Lead up to the Album:

  • The album was recorded in April and May of 1979 at Clearwell Castle in Gloucestershire using the Rolling Stones Mobile.
  • Marsden says it was freezing cold during the recording.  He said the cold and “soulless” nature of the castle made you work harder.  He says there were enormous banquets at night with a lot of drinking.
  • Marsden says they put a sign up at the castle entrance saying that it was closed because John Travolta was filming a movie there.  He said this was right after “Grease” was released and the people nearby went crazy trying to get in.

Personnel

Technical:

  • Engineer, Producer – Martin (P.C.) Birch*
  • Bernie Marsden said he felt almost spoiled having worked with Martin Birch so much early on, praising his work as an engineer and producer.
  • Moody also talks about how Birch would see the best qualities in everyone and was really great at bringing them out on the record.
  • Murray also sings Martin Birch’s praises saying that he was really laid back but also didn’t let any bad mistakes get by.

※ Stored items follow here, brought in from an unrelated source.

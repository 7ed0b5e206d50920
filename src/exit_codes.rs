//! Exit code constants for the acs-parser CLI.
//!
//! The values mirror the low-order part of the UEFI status codes the
//! firmware shell uses, so scripts that check the status keep working:
//! - 0: Success
//! - 1: Parse failure (`EFI_LOAD_ERROR`)
//! - 7: Read failure (`EFI_DEVICE_ERROR`)
//! - 8: Output write failure (`EFI_WRITE_PROTECTED`)
//! - 9: Allocation failure (`EFI_OUT_OF_RESOURCES`)
//! - 14: Config file not found (`EFI_NOT_FOUND`)
//! - 31: Unexpected end of file (`EFI_END_OF_FILE`)

/// Successful execution. Also used after printing the usage message.
pub const SUCCESS: i32 = 0;

/// The config text could not be decoded.
pub const LOAD_ERROR: i32 = 1;

/// An I/O error occurred while reading the config file.
pub const DEVICE_ERROR: i32 = 7;

/// The env file could not be written.
pub const WRITE_PROTECTED: i32 = 8;

/// A buffer could not be allocated.
pub const OUT_OF_RESOURCES: i32 = 9;

/// No search root contains the config file.
pub const NOT_FOUND: i32 = 14;

/// The file ended before its reported size was read.
pub const END_OF_FILE: i32 = 31;
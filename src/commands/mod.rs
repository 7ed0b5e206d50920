//! Command implementations for acs-parser.
//!
//! The dispatcher resolves and reads the config file once, then either
//! shows it (no suite flag) or runs the selected suites.

mod run;
mod view;

use crate::cli::{Cli, Selection};
use crate::config::SectionBoundary;
use crate::context::{default_search_roots, locate_config_file, read_config_text};
use crate::error::Result;
use crate::publish::OutputFormat;
use std::path::PathBuf;

/// Settings shared by the commands, resolved from the CLI.
#[derive(Debug, Clone)]
pub struct RunOptions {
    pub config: Option<PathBuf>,
    pub roots: Vec<PathBuf>,
    pub boundary: SectionBoundary,
    pub format: OutputFormat,
    pub env_file: Option<PathBuf>,
}

impl RunOptions {
    /// `--root` wins over `ACS_CONFIG_ROOTS` and the built-in roots.
    pub fn from_cli(cli: &Cli) -> Self {
        let roots = if cli.roots.is_empty() {
            default_search_roots()
        } else {
            cli.roots.clone()
        };

        Self {
            config: cli.config.clone(),
            roots,
            boundary: cli.boundary(),
            format: cli.format,
            env_file: cli.env_file.clone(),
        }
    }
}

/// Dispatch a parsed invocation to its implementation.
pub fn dispatch(cli: &Cli) -> Result<()> {
    let options = RunOptions::from_cli(cli);
    let output = execute(&cli.selection(), &options)?;
    print!("{}", output);
    Ok(())
}

/// Run a selection and return what should go to stdout.
///
/// Nothing is returned for printing unless every step succeeded.
pub fn execute(selection: &Selection, options: &RunOptions) -> Result<String> {
    let path = locate_config_file(options.config.as_deref(), &options.roots)?;
    let text = read_config_text(&path)?;

    match selection {
        Selection::View => Ok(view::render_view(&path, &text)),
        Selection::Domains(domains) => run::cmd_run(domains, &text, options),
    }
}
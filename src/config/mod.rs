//! Section-scoped parsing of the ACS run configuration.
//!
//! The config file is a line-oriented INI subset: bracketed section
//! headers and `key = value` lines. There are no comments, quoting or
//! multi-line values. Each domain reads only its own section and binds the
//! keys its schema recognizes; everything else is ignored.

mod model;
mod operations;
pub mod section;
pub mod types;


// Re-export public API
pub use model::ConfigRecord;
pub use types::{CommandSpec, Domain, DomainSchema, KeyKind, SectionBoundary};
//! Domain schemas for the ACS run configuration.
//!
//! Each test-suite domain is described by a static [`DomainSchema`]: its
//! section headers, the closed set of keys it recognizes, and the ordered
//! flag table used to build the runner command line.

use serde::Serialize;
use std::fmt;

/// One of the six configuration domains.
#[derive(Debug, Clone, Copy, PartialEq, Eq, Hash, PartialOrd, Ord, Serialize)]
#[serde(rename_all = "SCREAMING_SNAKE_CASE")]
pub enum Domain {
    Bsa,
    Sbsa,
    Sct,
    BbsrSct,
    Automation,
    Scrt,
}

impl Domain {
    /// Every domain, in the order the usage message lists them.
    pub const ALL: [Domain; 6] = [
        Domain::Bsa,
        Domain::Sbsa,
        Domain::Sct,
        Domain::BbsrSct,
        Domain::Automation,
        Domain::Scrt,
    ];

    /// The section tag as written between brackets.
    pub fn tag(self) -> &'static str {
        match self {
            Domain::Bsa => "BSA",
            Domain::Sbsa => "SBSA",
            Domain::Sct => "SCT",
            Domain::BbsrSct => "BBSR_SCT",
            Domain::Automation => "AUTOMATION",
            Domain::Scrt => "SCRT",
        }
    }

    /// The command-line flag name (without dashes) selecting this domain.
    pub fn flag(self) -> &'static str {
        match self {
            Domain::Bsa => "bsa",
            Domain::Sbsa => "sbsa",
            Domain::Sct => "sct",
            Domain::BbsrSct => "bbsr_sct",
            Domain::Automation => "automation",
            Domain::Scrt => "scrt",
        }
    }

    /// Look up a domain by its flag name.
    pub fn from_flag(flag: &str) -> Option<Self> {
        Self::ALL.into_iter().find(|d| d.flag() == flag)
    }

    /// The static schema for this domain.
    pub fn schema(self) -> &'static DomainSchema {
        match self {
            Domain::Bsa => &BSA_SCHEMA,
            Domain::Sbsa => &SBSA_SCHEMA,
            Domain::Sct => &SCT_SCHEMA,
            Domain::BbsrSct => &BBSR_SCT_SCHEMA,
            Domain::Automation => &AUTOMATION_SCHEMA,
            Domain::Scrt => &SCRT_SCHEMA,
        }
    }
}

impl fmt::Display for Domain {
    fn fmt(&self, f: &mut fmt::Formatter<'_>) -> fmt::Result {
        f.write_str(self.tag())
    }
}

/// How far a section extends once its header has been seen.
#[derive(Debug, Clone, Copy, PartialEq, Eq, Default)]
pub enum SectionBoundary {
    /// A section ends at the next header the schema does not list.
    #[default]
    Strict,
    /// The firmware parser's scan: a section opens at the first untrimmed
    /// line starting with the schema's legacy prefix, and every following
    /// line stays eligible, including lines under later headers.
    Legacy,
}

/// Value kind of a recognized key.
#[derive(Debug, Clone, Copy, PartialEq, Eq)]
pub enum KeyKind {
    /// `true` only when the value is exactly `"true"`.
    Bool,
    /// Copied verbatim.
    Text,
}

/// A key recognized inside a domain section.
#[derive(Debug, Clone, Copy, PartialEq, Eq)]
pub struct KeySpec {
    pub name: &'static str,
    pub kind: KeyKind,
}

impl KeySpec {
    const fn boolean(name: &'static str) -> Self {
        Self {
            name,
            kind: KeyKind::Bool,
        }
    }

    const fn text(name: &'static str) -> Self {
        Self {
            name,
            kind: KeyKind::Text,
        }
    }
}

/// Maps a text key onto a `-flag value` fragment of the command line.
#[derive(Debug, Clone, Copy, PartialEq, Eq)]
pub struct FlagSpec {
    pub flag: &'static str,
    pub key: &'static str,
}

/// A boolean key that, when true, replaces all flag fragments with a
/// single bare flag (SCT's `-u` UI mode).
#[derive(Debug, Clone, Copy, PartialEq, Eq)]
pub struct SwitchSpec {
    pub key: &'static str,
    pub flag: &'static str,
}

/// How to build the runner command for a domain.
#[derive(Debug, Clone, Copy, PartialEq, Eq)]
pub struct CommandSpec {
    /// Name of the variable the command is published under.
    pub variable: &'static str,
    /// Runner invocation name.
    pub base: &'static str,
    pub switch: Option<SwitchSpec>,
    /// Fragments in emission order.
    pub flags: &'static [FlagSpec],
}

/// Declarative description of one domain's section.
#[derive(Debug, Clone, Copy, PartialEq, Eq)]
pub struct DomainSchema {
    /// Header literals, brackets included, that open the section.
    pub headers: &'static [&'static str],
    /// Leading characters of an untrimmed line that open the section in
    /// legacy mode, as many as the firmware compares.
    pub legacy_prefix: &'static str,
    /// Boolean key published as the domain's enabled flag.
    pub enable_key: &'static str,
    pub keys: &'static [KeySpec],
    /// `None` for flag-only domains.
    pub command: Option<CommandSpec>,
}

impl DomainSchema {
    /// Find the spec for a key by exact name.
    pub fn key(&self, name: &str) -> Option<&'static KeySpec> {
        self.keys.iter().find(|spec| spec.name == name)
    }
}

static BSA_SCHEMA: DomainSchema = DomainSchema {
    headers: &["[BSA]"],
    legacy_prefix: "[BSA]",
    enable_key: "automation_bsa_run",
    keys: &[
        KeySpec::boolean("automation_bsa_run"),
        KeySpec::text("bsa_modules"),
        KeySpec::text("bsa_tests"),
        KeySpec::text("bsa_skip"),
        KeySpec::text("bsa_verbose"),
    ],
    command: Some(CommandSpec {
        variable: "BsaCommand",
        base: "bsa.efi",
        switch: None,
        flags: &[
            FlagSpec {
                flag: "-m",
                key: "bsa_modules",
            },
            FlagSpec {
                flag: "-t",
                key: "bsa_tests",
            },
            FlagSpec {
                flag: "-skip",
                key: "bsa_skip",
            },
            FlagSpec {
                flag: "-v",
                key: "bsa_verbose",
            },
        ],
    }),
};

static SBSA_SCHEMA: DomainSchema = DomainSchema {
    headers: &["[SBSA]"],
    legacy_prefix: "[SBSA]",
    enable_key: "automation_sbsa_run",
    keys: &[
        KeySpec::boolean("automation_sbsa_run"),
        KeySpec::text("sbsa_modules"),
        KeySpec::text("sbsa_level"),
        KeySpec::text("sbsa_tests"),
        KeySpec::text("sbsa_skip"),
        KeySpec::text("sbsa_verbose"),
    ],
    command: Some(CommandSpec {
        variable: "SbsaCommand",
        base: "sbsa.efi",
        switch: None,
        flags: &[
            FlagSpec {
                flag: "-m",
                key: "sbsa_modules",
            },
            FlagSpec {
                flag: "-l",
                key: "sbsa_level",
            },
            FlagSpec {
                flag: "-t",
                key: "sbsa_tests",
            },
            FlagSpec {
                flag: "-skip",
                key: "sbsa_skip",
            },
            FlagSpec {
                flag: "-v",
                key: "sbsa_verbose",
            },
        ],
    }),
};

static SCT_SCHEMA: DomainSchema = DomainSchema {
    headers: &["[SCT]"],
    legacy_prefix: "[SCT]",
    enable_key: "automation_sct_run",
    keys: &[
        KeySpec::boolean("automation_sct_run"),
        KeySpec::boolean("sct_ui_mode"),
        KeySpec::text("sct_sequence_file"),
    ],
    command: Some(CommandSpec {
        variable: "SctCommand",
        base: "sct",
        switch: Some(SwitchSpec {
            key: "sct_ui_mode",
            flag: "-u",
        }),
        flags: &[FlagSpec {
            flag: "-s",
            key: "sct_sequence_file",
        }],
    }),
};

static BBSR_SCT_SCHEMA: DomainSchema = DomainSchema {
    headers: &["[BBSR_SCT]"],
    legacy_prefix: "[BBSR",
    enable_key: "automation_bbsr_sct_run",
    keys: &[
        KeySpec::boolean("automation_bbsr_sct_run"),
        KeySpec::text("bbsr_sct_sequence_file"),
    ],
    command: Some(CommandSpec {
        variable: "BbsrSctCommand",
        base: "sct",
        switch: None,
        flags: &[FlagSpec {
            flag: "-s",
            key: "bbsr_sct_sequence_file",
        }],
    }),
};

static AUTOMATION_SCHEMA: DomainSchema = DomainSchema {
    headers: &["[AUTOMATION]"],
    legacy_prefix: "[AUTO",
    enable_key: "config_enabled_for_automation_run",
    keys: &[KeySpec::boolean("config_enabled_for_automation_run")],
    command: None,
};

static SCRT_SCHEMA: DomainSchema = DomainSchema {
    // The run flag lives in the automation section.
    headers: &["[AUTOMATION]", "[SCRT]"],
    legacy_prefix: "[AUTO",
    enable_key: "automation_scrt_run",
    keys: &[KeySpec::boolean("automation_scrt_run")],
    command: None,
};
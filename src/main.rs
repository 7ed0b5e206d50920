//! acs-parser: run-configuration parser for the Arm ACS test suites.
//!
//! Parses arguments, locates and reads `acs_run_config.ini`, and emits
//! per-suite run flags and runner command lines. Errors are printed to
//! stderr and mapped to exit codes.

mod cli;
mod command;
mod commands;
pub mod config;
pub mod context;
pub mod error;
pub mod exit_codes;
pub mod fs;
mod logging;
pub mod pipeline;
pub mod publish;

#[cfg(test)]
mod test_support;

use cli::{Cli, Invocation};
use std::process::ExitCode;

fn main() -> ExitCode {
    let cli = match Cli::parse_args() {
        Invocation::Run(cli) => cli,
        Invocation::Usage(text) => {
            print!("{}", text);
            return ExitCode::from(exit_codes::SUCCESS as u8);
        }
    };

    logging::init(cli.verbose);

    match commands::dispatch(&cli) {
        Ok(()) => ExitCode::from(exit_codes::SUCCESS as u8),
        Err(err) => {
            eprintln!("Error: {}", err);
            ExitCode::from(err.exit_code() as u8)
        }
    }
}
//! Server configuration

use crate::error::{Error, Result};
use std::path::{Path, PathBuf};
use std::time::Duration;

/// Storage, sandbox, and retention configuration
#[derive(Debug, Clone)]
pub struct ServerConfig {
    /// Directory for session document files (default: ./sessions_data)
    pub data_dir: PathBuf,
    /// SQLite database holding session records (default: ./sessions.db)
    pub db_path: PathBuf,
    /// Directories documents may be loaded from and written to.
    /// Empty means unrestricted.
    pub resource_dirs: Vec<String>,
    /// Sessions idle longer than this are purged (default: 24h)
    pub session_max_age: Duration,
    /// Period of the cleanup sweep (default: 1h)
    pub cleanup_interval: Duration,
    /// Suffix appended to the loaded file stem for derived output paths
    pub output_suffix: String,
    /// Maximum number of search_fields matches (default: 10)
    pub search_limit: usize,
}

impl Default for ServerConfig {
    fn default() -> Self {
        Self {
            data_dir: PathBuf::from("./sessions_data"),
            db_path: PathBuf::from("./sessions.db"),
            resource_dirs: Vec::new(),
            session_max_age: Duration::from_secs(24 * 60 * 60),
            cleanup_interval: Duration::from_secs(60 * 60),
            output_suffix: "_filled".to_string(),
            search_limit: 10,
        }
    }
}

impl ServerConfig {
    /// Defaults overridden by `PDF_FORM_*` environment variables
    pub fn from_env() -> Self {
        Self::from_lookup(|key| std::env::var(key).ok())
    }

    fn from_lookup(lookup: impl Fn(&str) -> Option<String>) -> Self {
        let mut config = Self::default();

        if let Some(dir) = lookup("PDF_FORM_DATA_DIR") {
            config.data_dir = PathBuf::from(dir);
        }
        if let Some(path) = lookup("PDF_FORM_DB_PATH") {
            config.db_path = PathBuf::from(path);
        }
        if let Some(dirs) = lookup("PDF_FORM_RESOURCE_DIRS") {
            config.resource_dirs = std::env::split_paths(&dirs)
                .filter(|p| !p.as_os_str().is_empty())
                .map(|p| p.display().to_string())
                .collect();
        }
        if let Some(secs) = parse_secs(&lookup, "PDF_FORM_SESSION_MAX_AGE_SECS") {
            config.session_max_age = secs;
        }
        if let Some(secs) = parse_secs(&lookup, "PDF_FORM_CLEANUP_INTERVAL_SECS") {
            config.cleanup_interval = secs;
        }

        config
    }

    /// Directory the turn runner writes uploaded documents into
    pub fn work_dir(&self) -> PathBuf {
        self.data_dir.join("work")
    }

    /// Validate that a path is within allowed resource directories.
    /// If no resource_dirs are configured, all paths are allowed.
    pub fn validate_path_access(&self, path: &str) -> Result<PathBuf> {
        if self.resource_dirs.is_empty() {
            return Ok(PathBuf::from(path));
        }

        let canonical = std::fs::canonicalize(path).map_err(|_| Error::PathAccessDenied {
            path: path.to_string(),
        })?;

        if self.is_allowed(&canonical) {
            Ok(canonical)
        } else {
            Err(Error::PathAccessDenied {
                path: path.to_string(),
            })
        }
    }

    /// Validate that an output path is within allowed resource directories.
    /// Canonicalizes the parent directory since the output file may not exist yet.
    pub fn validate_output_path_access(&self, path: &str) -> Result<PathBuf> {
        if self.resource_dirs.is_empty() {
            return Ok(PathBuf::from(path));
        }

        let path_obj = Path::new(path);
        let parent = match path_obj.parent() {
            Some(p) if !p.as_os_str().is_empty() => p,
            _ => Path::new("."),
        };

        let canonical_parent = std::fs::canonicalize(parent).map_err(|_| Error::PathAccessDenied {
            path: path.to_string(),
        })?;

        let file_name = path_obj.file_name().ok_or_else(|| Error::PathAccessDenied {
            path: path.to_string(),
        })?;
        let canonical_target = canonical_parent.join(file_name);

        if self.is_allowed(&canonical_target) {
            Ok(canonical_target)
        } else {
            Err(Error::PathAccessDenied {
                path: path.to_string(),
            })
        }
    }

    /// The data directory is always reachable so turns can load their uploads
    fn is_allowed(&self, canonical: &Path) -> bool {
        self.resource_dirs
            .iter()
            .map(PathBuf::from)
            .chain(std::iter::once(self.data_dir.clone()))
            .filter_map(|dir| std::fs::canonicalize(dir).ok())
            .any(|dir| canonical.starts_with(dir))
    }
}

fn parse_secs(lookup: &impl Fn(&str) -> Option<String>, key: &str) -> Option<Duration> {
    let raw = lookup(key)?;
    match raw.trim().parse::<u64>() {
        Ok(secs) => Some(Duration::from_secs(secs)),
        Err(e) => {
            tracing::warn!(key, value = %raw, error = %e, "Ignoring invalid duration");
            None
        }
    }
}

#[cfg(test)]
mod tests {
    use super::*;
    use std::collections::HashMap;

    fn lookup(pairs: &[(&str, &str)]) -> impl Fn(&str) -> Option<String> {
        let vars: HashMap<String, String> = pairs
            .iter()
            .map(|(k, v)| (k.to_string(), v.to_string()))
            .collect();
        move |key| vars.get(key).cloned()
    }

    #[test]
    fn test_defaults() {
        let config = ServerConfig::from_lookup(lookup(&[]));
        assert_eq!(config.data_dir, PathBuf::from("./sessions_data"));
        assert_eq!(config.session_max_age, Duration::from_secs(86_400));
        assert_eq!(config.cleanup_interval, Duration::from_secs(3_600));
        assert_eq!(config.output_suffix, "_filled");
        assert_eq!(config.search_limit, 10);
        assert!(config.resource_dirs.is_empty());
    }

    #[test]
    fn test_env_overrides() {
        let config = ServerConfig::from_lookup(lookup(&[
            ("PDF_FORM_DATA_DIR", "/var/lib/forms"),
            ("PDF_FORM_DB_PATH", "/var/lib/forms.db"),
            ("PDF_FORM_SESSION_MAX_AGE_SECS", "60"),
            ("PDF_FORM_CLEANUP_INTERVAL_SECS", "not-a-number"),
        ]));
        assert_eq!(config.data_dir, PathBuf::from("/var/lib/forms"));
        assert_eq!(config.db_path, PathBuf::from("/var/lib/forms.db"));
        assert_eq!(config.session_max_age, Duration::from_secs(60));
        assert_eq!(config.cleanup_interval, Duration::from_secs(3_600));
        assert_eq!(config.work_dir(), PathBuf::from("/var/lib/forms/work"));
    }

    #[test]
    fn test_unrestricted_without_resource_dirs() {
        let config = ServerConfig::default();
        assert!(config.validate_path_access("/any/where.pdf").is_ok());
        assert!(config.validate_output_path_access("/any/where.pdf").is_ok());
    }

    #[test]
    fn test_sandbox_rejects_outside_paths() {
        let allowed = tempfile::TempDir::new().unwrap();
        let outside = tempfile::TempDir::new().unwrap();
        let data = tempfile::TempDir::new().unwrap();
        let inside_file = allowed.path().join("form.pdf");
        let outside_file = outside.path().join("form.pdf");
        std::fs::write(&inside_file, b"x").unwrap();
        std::fs::write(&outside_file, b"x").unwrap();

        let config = ServerConfig {
            resource_dirs: vec![allowed.path().display().to_string()],
            data_dir: data.path().to_path_buf(),
            ..ServerConfig::default()
        };

        assert!(config
            .validate_path_access(&inside_file.display().to_string())
            .is_ok());
        assert!(matches!(
            config.validate_path_access(&outside_file.display().to_string()),
            Err(Error::PathAccessDenied { .. })
        ));
        assert!(config
            .validate_output_path_access(&allowed.path().join("out.pdf").display().to_string())
            .is_ok());
        assert!(config
            .validate_output_path_access(&outside.path().join("out.pdf").display().to_string())
            .is_err());

        let upload = data.path().join("upload.pdf");
        std::fs::write(&upload, b"x").unwrap();
        assert!(config
            .validate_path_access(&upload.display().to_string())
            .is_ok());
    }
}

Album Art & Booklet Review

  • Art Direction – John Pasche
    • http://johnpasche.com
    • Worked with The Rolling Stones and designed the famous Lips logo.
    • Also worked with Fleetwood Mac and a number of other bands
  • Artwork [Logo] – Jim Gibson (2)
    • Also worked on several Jethro Tull albums
Chris sent us a section of his preliminary master drawing for the album artwork. The whole piece is for sale so please contact him here if interested: http://chrisachilleos.co.uk/contact/

Also, mention that you heard about it on The Deep Purple Podcast if you could!
  • Illustration – Chris Achilleos
    • http://chrisachilleos.co.uk/
    • http://en.wikipedia.org/wiki/Chris_Achilleos
    • Did illustration for Uriah Heep’s “Fallen Angel” album, Heavy Metal The Motion Picture.
    • It’s been reported that after designing this controversial cover he had a policy of not working with bands.  Chris debunked this in a discussion with the show.
    • The original artwork for this album was stolen and sold to a private collector.
    • https://magpiehtx.com/chris-achilleos/
    • The official word from Chris Achilleos in discussion with The Deep Purple Podcast:
      • I am quite reluctant to talk about this artwork to strangers. I have been stung before in the past and don’t want it to happen again.
      • I just want you to know that the painting was taken from me in good faith by someone I came to trust as a friend from LA in the ’80s, together with six other important paintings and then just disappeared on me! 
      • The Whitesnake a/w was listed to be auctioned in the ’90s by someone, but I put a stop to it when I heard about it. The painting was never returned to me by the NY auction company, in spite of me asking many times for its return. They claim that it’s somewhere in there building, but they cannot find it! 
      • If somebody has claimed that they have it, then they got it by not legal means. The rest of the paintings turned up in NY. Somebody bought them for nothing from a street market but refuses to deal with me. The world is full of bastards! 
      • I do still have my prelim/master drawing for it if you know of anyone who might be interested in it.
  • Photography By – Hiro Ohno
    • Worked with Whitesnake on a number of albums after this.
    • Also worked with Dr. Feelgood (the band, not the Motley Crue album).
  • The cover obviously caused some controversy.
  • Marsden says that he doesn’t remember that much push back about the cover.  Marsden remembers that “Come an Get It” caused many more problems and had to have an alternate cover in America.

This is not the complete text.